*WORK ORDER:* The expected answer holds every line from the first line of the data below through the line containing "an exchange predicate", exactly as written, and no other line.

*Stored data entries:*
------------------------
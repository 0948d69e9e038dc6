//! Message fan-out and blocking expectations for logtap
//!
//! A [`Producer`] fans every message transition out to its registered
//! [`Consumer`]s. Metrics and exchange managers are consumers too: a manager
//! hands out [`Expectation`]s that resolve once a notification satisfies
//! their condition.

mod bus;
mod condition;
mod error;
mod exchange;
mod manager;
mod metric;
mod pool;

pub use bus::{Consumer, ConsumerId, Producer, ProducerInfo};
pub use condition::{MessageCondition, MetricCondition};
pub use error::ExchangeError;
pub use exchange::{Exchange, Predicate};
pub use manager::{
    Evaluator, ExchangeManager, Expectation, MessageEvaluator, MessageExchangeManager,
    MetricEvaluator, MetricExchangeManager,
};
pub use metric::{AtomicMetric, Metric};
pub use pool::WorkerPool;

// Re-export types used in our public API
pub use logtap_types::{DeliveryStatus, Message};
//! Exchange managers
//!
//! A manager owns every pending [`Exchange`] for one producer and one
//! condition flavor. Conditions are evaluated and exchanges claimed under the
//! manager lock; the blocking handoff runs after the lock is released, so a
//! slow waiter only holds up the notifying call, not `set_expectation` or
//! `stop` on the same manager.
//!
//! The producer calling `message_received` still waits for that handoff, so
//! its fan-out pauses until the claimed waiter is parked.

use std::future::Future;
use std::pin::Pin;
use std::sync::Arc;
use std::task::{Context, Poll};

use futures::FutureExt;
use parking_lot::Mutex;
use tokio::sync::oneshot;
use tracing::{debug, warn};

use logtap_types::{DeliveryStatus, Message};

use crate::{
    Consumer, Exchange, ExchangeError, MessageCondition, Metric, MetricCondition, Predicate,
    ProducerInfo, WorkerPool,
};

/// Turns a condition of one flavor into an exchange predicate
pub trait Evaluator: Send + Sync + 'static {
    type Condition: Send + Sync + 'static;

    fn bind(&self, condition: Self::Condition) -> Predicate;
}

/// Evaluates a shared metric's current value on every notification
///
/// Register the metric with the producer before the manager so it has seen
/// the message by the time the manager evaluates.
pub struct MetricEvaluator {
    metric: Arc<dyn Metric>,
}

impl MetricEvaluator {
    pub fn new(metric: Arc<dyn Metric>) -> Self {
        Self { metric }
    }
}

impl Evaluator for MetricEvaluator {
    type Condition = MetricCondition;

    fn bind(&self, condition: MetricCondition) -> Predicate {
        let metric = Arc::clone(&self.metric);
        Box::new(move |_: &Message, _: DeliveryStatus, _: &ProducerInfo| {
            condition.is_satisfied(metric.value())
        })
    }
}

/// Evaluates the raw notification, including in-flight `Incoming` ones
pub struct MessageEvaluator;

impl Evaluator for MessageEvaluator {
    type Condition = MessageCondition;

    fn bind(&self, condition: MessageCondition) -> Predicate {
        Box::new(
            move |message: &Message, status: DeliveryStatus, producer: &ProducerInfo| {
                condition.is_satisfied(message, status, producer)
            },
        )
    }
}

pub type MetricExchangeManager = ExchangeManager<MetricEvaluator>;
pub type MessageExchangeManager = ExchangeManager<MessageEvaluator>;

struct ManagerState {
    stopped: bool,
    /// Exchanges not yet claimed, cancelled or stopped
    exchanges: Vec<Arc<Exchange>>,
}

/// Consumer that resolves expectations against one producer's notifications
pub struct ExchangeManager<E: Evaluator> {
    /// Binds each condition to a predicate at `set_expectation`
    evaluator: E,
    /// Where expectation waits are parked
    pool: WorkerPool,
    /// Stop flag and pending exchanges behind a single lock
    state: Mutex<ManagerState>,
}

impl ExchangeManager<MetricEvaluator> {
    pub fn for_metric(metric: Arc<dyn Metric>, pool: WorkerPool) -> Self {
        Self::new(MetricEvaluator::new(metric), pool)
    }
}

impl ExchangeManager<MessageEvaluator> {
    pub fn for_messages(pool: WorkerPool) -> Self {
        Self::new(MessageEvaluator, pool)
    }
}

impl<E: Evaluator> ExchangeManager<E> {
    pub fn new(evaluator: E, pool: WorkerPool) -> Self {
        Self {
            evaluator,
            pool,
            state: Mutex::new(ManagerState {
                stopped: false,
                exchanges: Vec::new(),
            }),
        }
    }

    /// Register a new exchange for `condition` and start waiting on it
    ///
    /// Returns immediately; the expectation resolves to the first message
    /// satisfying the condition, or to `None` on cancellation or stop.
    pub fn set_expectation(&self, condition: E::Condition) -> Result<Expectation, ExchangeError> {
        let mut state = self.state.lock();
        if state.stopped {
            return Err(ExchangeError::Stopped { what: "exchange manager" });
        }

        let exchange = Arc::new(Exchange::from_predicate(self.evaluator.bind(condition)));
        let result = self
            .pool
            .spawn_wait(Arc::clone(&exchange))
            .map_err(|e| ExchangeError::WorkerSpawn {
                reason: e.to_string(),
            })?;
        state.exchanges.push(Arc::clone(&exchange));

        Ok(Expectation { exchange, result })
    }

    /// Number of exchanges still waiting for a message
    pub fn pending(&self) -> usize {
        self.state
            .lock()
            .exchanges
            .iter()
            .filter(|e| !e.is_stopped())
            .count()
    }
}

impl<E: Evaluator> Consumer for ExchangeManager<E> {
    fn is_stopped(&self) -> bool {
        self.state.lock().stopped
    }

    fn stop(&self) -> bool {
        let exchanges = {
            let mut state = self.state.lock();
            if state.stopped {
                return false;
            }
            state.stopped = true;
            std::mem::take(&mut state.exchanges)
        };

        debug!(pending = exchanges.len(), "exchange manager stopped");
        for exchange in exchanges {
            exchange.stop();
        }
        true
    }

    fn message_received(
        &self,
        message: &Message,
        status: DeliveryStatus,
        producer: &ProducerInfo,
    ) -> Result<(), ExchangeError> {
        let claimed = {
            let mut state = self.state.lock();
            if state.stopped {
                return Err(ExchangeError::Stopped { what: "exchange manager" });
            }

            let mut claimed = Vec::new();
            state.exchanges.retain(|exchange| {
                match exchange.claim(message, status, producer) {
                    Ok(true) => {
                        claimed.push(Arc::clone(exchange));
                        false
                    }
                    Ok(false) => true,
                    // Cancelled or resolved elsewhere
                    Err(_) => false,
                }
            });
            claimed
        };

        for exchange in claimed {
            exchange.hand_off(message.clone());
        }
        Ok(())
    }
}

/// Pending result of [`ExchangeManager::set_expectation`]
///
/// Resolves to `Some(message)` on a match and `None` when cancelled or when
/// the manager stops. Dropping it cancels the wait. Impose timeouts with
/// `tokio::time::timeout`.
pub struct Expectation {
    exchange: Arc<Exchange>,
    result: oneshot::Receiver<Option<Message>>,
}

impl Expectation {
    /// Release the wait with an empty result; true if this call cancelled it
    pub fn cancel(&self) -> bool {
        self.exchange.stop()
    }
}

impl Future for Expectation {
    type Output = Option<Message>;

    fn poll(self: Pin<&mut Self>, cx: &mut Context<'_>) -> Poll<Self::Output> {
        self.get_mut().result.poll_unpin(cx).map(|received| {
            received.unwrap_or_else(|_| {
                warn!("expectation worker exited without a result");
                None
            })
        })
    }
}

impl Drop for Expectation {
    fn drop(&mut self) {
        self.exchange.stop();
    }
}
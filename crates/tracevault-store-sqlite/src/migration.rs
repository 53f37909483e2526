// crates/tracevault-store-sqlite/src/migration.rs
// ============================================================================
// Module: Schema Migration Engine
// Description: Registry of single-step migrations and the engine running them.
// Purpose: Move a store between adjacent schema versions transactionally.
// Dependencies: tracevault-core, rusqlite
// ============================================================================

//! ## Overview
//! Every migration is a single step between adjacent schema versions, held in
//! an explicit registry keyed by the `(from, to)` pair. The engine walks the
//! registry one step at a time; each step body and the new version stamp
//! commit in one transaction, so an interrupted migration leaves the store at
//! a well-defined version. Classification against the expected version tells
//! callers whether a store is usable as-is, reachable through registered
//! steps, or out of reach.

// ============================================================================
// SECTION: Imports
// ============================================================================

use std::collections::BTreeMap;

use tracevault_core::Compatibility;
use tracevault_core::StoreError;

use crate::schema;
use crate::store::Store;
use crate::transaction::TransactionScope;
use crate::transaction::run_transaction;

// ============================================================================
// SECTION: Migration Step
// ============================================================================

/// Body of a migration step, run inside the step's transaction.
pub type StepFn = fn(&TransactionScope<'_>) -> Result<(), StoreError>;

/// One registered transformation between two adjacent schema versions.
#[derive(Debug, Clone, Copy)]
pub struct MigrationStep {
    /// Version the step starts from.
    pub from: i32,
    /// Version the step produces.
    pub to: i32,
    /// Short description of what the step changes.
    pub summary: &'static str,
    /// Transformation body.
    pub apply: StepFn,
}

// ============================================================================
// SECTION: Registry
// ============================================================================

/// Explicit registry of migration steps keyed by `(from, to)`.
#[derive(Debug, Clone, Default)]
pub struct MigrationRegistry {
    /// Registered steps by version pair.
    steps: BTreeMap<(i32, i32), MigrationStep>,
}

impl MigrationRegistry {
    /// Creates a registry with no steps.
    #[must_use]
    pub const fn empty() -> Self {
        Self {
            steps: BTreeMap::new(),
        }
    }

    /// Creates the registry holding every step this build ships.
    #[must_use]
    pub fn builtin() -> Self {
        let mut registry = Self::empty();
        registry.register(MigrationStep {
            from: 1,
            to: 2,
            summary: "intern trace point group names into a dedicated table",
            apply: upgrade_v1_to_v2,
        });
        registry.register(MigrationStep {
            from: 2,
            to: 3,
            summary: "add trace key tables for per-entry key annotations",
            apply: upgrade_v2_to_v3,
        });
        registry.register(MigrationStep {
            from: 3,
            to: 2,
            summary: "drop trace key tables, discarding key annotations",
            apply: downgrade_v3_to_v2,
        });
        registry.register(MigrationStep {
            from: 2,
            to: 1,
            summary: "inline trace point group names back into trace points",
            apply: downgrade_v2_to_v1,
        });
        registry
    }

    /// Registers a step, replacing any step already present for its pair.
    pub fn register(&mut self, step: MigrationStep) {
        self.steps.insert((step.from, step.to), step);
    }

    /// Returns the step registered for a version pair, if any.
    #[must_use]
    pub fn step(&self, from: i32, to: i32) -> Option<&MigrationStep> {
        self.steps.get(&(from, to))
    }

    /// Returns whether single steps chain all the way from `from` to `to`.
    #[must_use]
    pub fn has_chain(&self, from: i32, to: i32) -> bool {
        let mut current = from;
        while current != to {
            let next = if current < to { current + 1 } else { current - 1 };
            if self.step(current, next).is_none() {
                return false;
            }
            current = next;
        }
        true
    }
}

// ============================================================================
// SECTION: Migrator
// ============================================================================

/// Engine that applies registered steps to a store.
#[derive(Debug, Clone)]
pub struct Migrator {
    /// Steps available to this engine.
    registry: MigrationRegistry,
}

impl Default for Migrator {
    fn default() -> Self {
        Self::new()
    }
}

impl Migrator {
    /// Creates an engine holding the builtin registry.
    #[must_use]
    pub fn new() -> Self {
        Self {
            registry: MigrationRegistry::builtin(),
        }
    }

    /// Creates an engine holding a caller-provided registry.
    #[must_use]
    pub const fn with_registry(registry: MigrationRegistry) -> Self {
        Self {
            registry,
        }
    }

    /// Returns the registry backing this engine.
    #[must_use]
    pub const fn registry(&self) -> &MigrationRegistry {
        &self.registry
    }

    /// Applies the single registered step upward from the store's version.
    ///
    /// The step body and the new version stamp commit together; on failure
    /// the store keeps its prior version and contents.
    ///
    /// # Errors
    ///
    /// Returns [`StoreError::IncompatibleVersion`] when no step is registered
    /// for the pair, and [`StoreError::Migration`] when the step fails.
    pub fn upgrade(&self, store: &mut Store) -> Result<i32, StoreError> {
        let current = store.current_version()?;
        self.apply_step(store, current, current + 1)
    }

    /// Applies the single registered step downward from the store's version.
    ///
    /// # Errors
    ///
    /// Returns [`StoreError::IncompatibleVersion`] when no step is registered
    /// for the pair, and [`StoreError::Migration`] when the step fails.
    pub fn downgrade(&self, store: &mut Store) -> Result<i32, StoreError> {
        let current = store.current_version()?;
        self.apply_step(store, current, current - 1)
    }

    /// Runs one registered step and stamps the new version transactionally.
    fn apply_step(&self, store: &mut Store, from: i32, to: i32) -> Result<i32, StoreError> {
        let Some(step) = self.registry.step(from, to) else {
            return Err(StoreError::IncompatibleVersion(format!(
                "no migration step registered from version {from} to version {to}"
            )));
        };
        let apply = step.apply;
        let outcome = run_transaction(store.connection_mut(), |scope| {
            apply(scope)?;
            schema::stamp_version(scope, to)?;
            Ok(())
        });
        match outcome {
            Ok(()) => {
                store.stats_mut().record_migration_step();
                Ok(to)
            },
            Err(error) => Err(StoreError::Migration {
                from,
                to,
                message: error.to_string(),
            }),
        }
    }

    /// Classifies a stamped version against the version this build expects.
    #[must_use]
    pub fn classify(&self, stamped: i32) -> Compatibility {
        let expected = schema::EXPECTED_SCHEMA_VERSION;
        if stamped == expected {
            return Compatibility::Compatible;
        }
        if stamped > schema::MAX_KNOWN_SCHEMA_VERSION {
            return Compatibility::Incompatible {
                detail: format!(
                    "store version {stamped} is newer than any version this build knows \
                     (maximum {max})",
                    max = schema::MAX_KNOWN_SCHEMA_VERSION
                ),
            };
        }
        if !self.registry.has_chain(stamped, expected) {
            return Compatibility::Incompatible {
                detail: format!(
                    "no migration path from version {stamped} to version {expected}"
                ),
            };
        }
        if stamped < expected {
            Compatibility::NeedsUpgrade {
                detail: format!("store version {stamped} must upgrade to version {expected}"),
            }
        } else {
            Compatibility::NeedsDowngrade {
                detail: format!("store version {stamped} must downgrade to version {expected}"),
            }
        }
    }
}

// ============================================================================
// SECTION: Builtin Steps
// ============================================================================

/// Interns trace-point group names into `trace_point_group` rows.
fn upgrade_v1_to_v2(scope: &TransactionScope<'_>) -> Result<(), StoreError> {
    scope.execute_batch(
        "CREATE TABLE trace_point_group (
            id INTEGER PRIMARY KEY,
            name TEXT NOT NULL UNIQUE
        );
        INSERT INTO trace_point_group (name)
            SELECT DISTINCT group_name FROM trace_point
            WHERE group_name IS NOT NULL ORDER BY group_name;
        ALTER TABLE trace_point ADD COLUMN group_id INTEGER;
        UPDATE trace_point SET group_id = (
            SELECT id FROM trace_point_group
            WHERE trace_point_group.name = trace_point.group_name
        );
        ALTER TABLE trace_point DROP COLUMN group_name;",
    )
}

/// Adds the trace-key tables introduced by version 3.
fn upgrade_v2_to_v3(scope: &TransactionScope<'_>) -> Result<(), StoreError> {
    scope.execute_batch(
        "CREATE TABLE trace_key (
            id INTEGER PRIMARY KEY,
            name TEXT NOT NULL UNIQUE
        );
        CREATE TABLE entry_trace_key (
            trace_entry_id INTEGER NOT NULL REFERENCES trace_entry(id),
            trace_key_id INTEGER NOT NULL REFERENCES trace_key(id),
            position INTEGER NOT NULL,
            enabled INTEGER NOT NULL,
            PRIMARY KEY (trace_entry_id, position)
        );",
    )
}

/// Drops the trace-key tables, discarding every key annotation.
///
/// The referencing table goes first so the foreign key on `trace_key_id`
/// never dangles mid-step.
fn downgrade_v3_to_v2(scope: &TransactionScope<'_>) -> Result<(), StoreError> {
    scope.execute_batch(
        "DROP TABLE entry_trace_key;
        DROP TABLE trace_key;",
    )
}

/// Inlines group names back into `trace_point` and drops the group table.
fn downgrade_v2_to_v1(scope: &TransactionScope<'_>) -> Result<(), StoreError> {
    scope.execute_batch(
        "ALTER TABLE trace_point ADD COLUMN group_name TEXT;
        UPDATE trace_point SET group_name = (
            SELECT name FROM trace_point_group
            WHERE trace_point_group.id = trace_point.group_id
        );
        ALTER TABLE trace_point DROP COLUMN group_id;
        DROP TABLE trace_point_group;",
    )
}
------------------------
*SOLUTION BELOW:*
repository 0948d69e9e038dc6
//! Message fan-out and blocking expectations for logtap
//!
//! A [`Producer`] fans every message transition out to its registered
//! [`Consumer`]s. Metrics and exchange managers are consumers too: a manager
//! hands out [`Expectation`]s that resolve once a notification satisfies
//! their condition.

mod bus;
mod condition;
mod error;
mod exchange;
mod manager;
mod metric;
mod pool;

pub use bus::{Consumer, ConsumerId, Producer, ProducerInfo};
pub use condition::{MessageCondition, MetricCondition};
pub use error::ExchangeError;
pub use exchange::{Exchange, Predicate};
pub use manager::{
    Evaluator, ExchangeManager, Expectation, MessageEvaluator, MessageExchangeManager,
    MetricEvaluator, MetricExchangeManager,
};
pub use metric::{AtomicMetric, Metric};
pub use pool::WorkerPool;

// Re-export types used in our public API
pub use logtap_types::{DeliveryStatus, Message};
//! Exchange managers
//!
//! A manager owns every pending [`Exchange`] for one producer and one
//! condition flavor. Conditions are evaluated and exchanges claimed under the
//! manager lock; the blocking handoff runs after the lock is released, so a
//! slow waiter only holds up the notifying call, not `set_expectation` or
//! `stop` on the same manager.
//!
//! The producer calling `message_received` still waits for that handoff, so
//! its fan-out pauses until the claimed waiter is parked.

use std::future::Future;
use std::pin::Pin;
use std::sync::Arc;
use std::task::{Context, Poll};

use futures::FutureExt;
use parking_lot::Mutex;
use tokio::sync::oneshot;
use tracing::{debug, warn};

use logtap_types::{DeliveryStatus, Message};

use crate::{
    Consumer, Exchange, ExchangeError, MessageCondition, Metric, MetricCondition, Predicate,
    ProducerInfo, WorkerPool,
};

/// Turns a condition of one flavor into an exchange predicate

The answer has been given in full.